[TASK ITEM]:
Pick out all lines in the listing holding the string "bool" and copy them.

___ PROVIDED MATERIAL ___

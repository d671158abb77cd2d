//! Skip and content policy for scaffold.
//!
//! Four base-name pattern sets decide how each template entry is treated:
//! - directories pruned from the walk
//! - files left out of the destination
//! - files whose substituted values get quoted when they contain a space
//! - files copied byte-for-byte without substitution

pub mod pattern;

pub use pattern::{Pattern, PatternSet};

use crate::config::types::PolicyConfig;
use crate::error::Result;

pub const DEFAULT_SKIP_DIRS: &[&str] = &["xcuserdata", "Pods"];
pub const DEFAULT_SKIP_FILES: &[&str] = &[".DS_Store", "Podfile.lock"];
pub const DEFAULT_QUOTE_VALUES_IN: &[&str] = &["project.pbxproj"];
pub const DEFAULT_VERBATIM: &[&str] = &["IDETemplateMacros.plist"];

/// How the materializer treats each entry, keyed on base name.
#[derive(Debug, Clone)]
pub struct Policy {
	pub skip_dirs: PatternSet,
	pub skip_files: PatternSet,
	pub quote_values_in: PatternSet,
	pub verbatim: PatternSet,
}

impl Default for Policy {
	fn default() -> Self {
		Self {
			skip_dirs: exact_set(DEFAULT_SKIP_DIRS),
			skip_files: exact_set(DEFAULT_SKIP_FILES),
			quote_values_in: exact_set(DEFAULT_QUOTE_VALUES_IN),
			verbatim: exact_set(DEFAULT_VERBATIM),
		}
	}
}

impl Policy {
	/// Build a policy from config, using the built-in set for every field the
	/// config leaves unset.
	pub fn from_config(config: &PolicyConfig) -> Result<Self> {
		let defaults = Policy::default();
		Ok(Self {
			skip_dirs: parse_or(config.skip_dirs.as_deref(), defaults.skip_dirs)?,
			skip_files: parse_or(config.skip_files.as_deref(), defaults.skip_files)?,
			quote_values_in: parse_or(config.quote_values_in.as_deref(), defaults.quote_values_in)?,
			verbatim: parse_or(config.verbatim.as_deref(), defaults.verbatim)?,
		})
	}

	pub fn skips_dir(&self, name: &str) -> bool {
		self.skip_dirs.matches(name)
	}

	pub fn skips_file(&self, name: &str) -> bool {
		self.skip_files.matches(name)
	}

	pub fn quotes_values_in(&self, name: &str) -> bool {
		self.quote_values_in.matches(name)
	}

	pub fn copies_verbatim(&self, name: &str) -> bool {
		self.verbatim.matches(name)
	}
}

fn exact_set(names: &[&str]) -> PatternSet {
	PatternSet::new(
		names
			.iter()
			.map(|name| Pattern::Exact((*name).to_string()))
			.collect(),
	)
}

fn parse_or(entries: Option<&[String]>, fallback: PatternSet) -> Result<PatternSet> {
	match entries {
		Some(entries) => PatternSet::parse(entries),
		None => Ok(fallback),
	}
}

___

[ANSWER SPACE]:
	pub fn skips_dir(&self, name: &str) -> bool {
	pub fn skips_file(&self, name: &str) -> bool {
	pub fn quotes_values_in(&self, name: &str) -> bool {
	pub fn copies_verbatim(&self, name: &str) -> bool {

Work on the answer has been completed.